The OKR means Objectives and Key Results, a framework used to create alignment on the objectives and results to be achieved, both at company and team level, up to the individual. Today, many companies, including Google, Spotify, Facebook, Uber, Airbnb, to name a few, use this framework as part of their business processes. Unfortunately, OKR method is not as widespread as it deserves.
The OKRs are the ideal approach for companies that work with agile methodologies. By their nature, OKRs allow for a faster target setting cycle, generally every quarter.
In this method of alignment, the objectives are the “place”, or ambition, that one wants to achieve, the results are the direction to follow. The results are not targets to be hit, but aspirations that can be more or less large. The OKRs are applicable in various contexts and work very well as a growth framework for the individual or the organization.
If you noticed, I never compared the word “evaluation” to OKR. The OKRs, in fact, are nothing more than an alignment method. The person and the team are never rewarded based on the results achieved and penalized for those not reached. The OKRs are the compass that leads to the results and not a means to define the bonuses.
In this context, it is normal for the individual to be predisposed to raise the famous stick and set even more goals that are ambitious.
How OKRs work
Take the case of a Scrum team. At the beginning of each quarter, the entire team meets together with its manager (Line Manager / Development Manager); the person, for instance, who manages the growth and personal development of each individual.
We start by identifying at most 5 Objectives, no more, otherwise we risk being dispersed. For each objective, the team identifies at most 5 Key Results. The objectives are qualitative, the quantitative results and therefore measurable. In principle, if you are not able to assign a number for each result, perhaps it is not even worth considering it.
It is also possible to add an optional column with the initiative to be adopted in order to achieve the desired result, with an indication of who is responsible for promoting it (owner).
At this point, it will be clear to you how the OKRs are different from the traditional methods of evaluation based on Management by Objectives. They are a means that helps us to define increasingly ambitious goals, and at first it is not easy to enter this perspective.

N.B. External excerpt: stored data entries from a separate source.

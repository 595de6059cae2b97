use std::cell::{Cell, RefCell};
use std::collections::VecDeque;
use std::time::Duration;

use async_trait::async_trait;
use tokio::time::Instant;

pub const DEFAULT_NOTICE_TTL: Duration = Duration::from_secs(3);

#[derive(Debug, Clone, Copy, PartialEq, Eq)]
pub enum NoticeLevel {
    Info,
    Success,
    Error,
}

impl NoticeLevel {
    pub fn as_str(self) -> &'static str {
        match self {
            Self::Info => "info",
            Self::Success => "success",
            Self::Error => "error",
        }
    }
}

#[derive(Debug, Clone, PartialEq, Eq)]
pub struct Notice {
    pub level: NoticeLevel,
    pub message: String,
    pub posted_at: Instant,
}

/// Transient user-facing messages plus the blocking yes/no prompt.
#[async_trait(?Send)]
pub trait Notifier {
    fn notify(&self, level: NoticeLevel, message: &str);

    async fn confirm(&self, message: &str) -> bool;
}

/// Headless notifier: keeps every notice and answers confirmations from a queue.
///
/// Notices expire `ttl` after posting; expiry is computed on read so no timer is needed.
#[derive(Debug)]
pub struct NotificationCenter {
    ttl: Duration,
    notices: RefCell<Vec<Notice>>,
    confirm_prompts: RefCell<Vec<String>>,
    queued_answers: RefCell<VecDeque<bool>>,
    default_answer: Cell<bool>,
}

impl Default for NotificationCenter {
    fn default() -> Self {
        Self::new(DEFAULT_NOTICE_TTL)
    }
}

impl NotificationCenter {
    pub fn new(ttl: Duration) -> Self {
        Self {
            ttl,
            notices: RefCell::new(Vec::new()),
            confirm_prompts: RefCell::new(Vec::new()),
            queued_answers: RefCell::new(VecDeque::new()),
            default_answer: Cell::new(true),
        }
    }

    pub fn set_default_answer(&self, answer: bool) {
        self.default_answer.set(answer);
    }

    /// The next `confirm` call answers `answer` instead of the default.
    pub fn queue_answer(&self, answer: bool) {
        self.queued_answers.borrow_mut().push_back(answer);
    }

    pub fn notices(&self) -> Vec<Notice> {
        self.notices.borrow().clone()
    }

    pub fn messages(&self) -> Vec<String> {
        self.notices
            .borrow()
            .iter()
            .map(|notice| notice.message.clone())
            .collect()
    }

    pub fn last(&self) -> Option<Notice> {
        self.notices.borrow().last().cloned()
    }

    pub fn visible(&self) -> Vec<Notice> {
        let now = Instant::now();
        self.notices
            .borrow()
            .iter()
            .filter(|notice| now.saturating_duration_since(notice.posted_at) < self.ttl)
            .cloned()
            .collect()
    }

    /// Drops notices whose TTL has passed; returns how many were dropped.
    pub fn prune_expired(&self) -> usize {
        let now = Instant::now();
        let mut notices = self.notices.borrow_mut();
        let before = notices.len();
        notices.retain(|notice| now.saturating_duration_since(notice.posted_at) < self.ttl);
        before - notices.len()
    }

    pub fn confirm_prompts(&self) -> Vec<String> {
        self.confirm_prompts.borrow().clone()
    }

    pub fn clear(&self) {
        self.notices.borrow_mut().clear();
        self.confirm_prompts.borrow_mut().clear();
    }
}

#[async_trait(?Send)]
impl Notifier for NotificationCenter {
    fn notify(&self, level: NoticeLevel, message: &str) {
        self.notices.borrow_mut().push(Notice {
            level,
            message: message.to_string(),
            posted_at: Instant::now(),
        });
    }

    async fn confirm(&self, message: &str) -> bool {
        self.confirm_prompts.borrow_mut().push(message.to_string());
        let queued = self.queued_answers.borrow_mut().pop_front();
        queued.unwrap_or_else(|| self.default_answer.get())
    }
}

In the case of a Scrum team, the use of OKRs can lead to the achievement of goals that did not even seem possible. Furthermore, the verification of OKRs is a time to realign with priorities and learn together from successes but also from failures.
The OKRs are in fact an important communication and alignment tool. However, it is essential that they are not used only by a single team, but by the entire organization. Even better if the OKRs of a team have dependencies with other teams, so as to promote the achievement of shared goals and break the silos where it is too often easy to take refuge.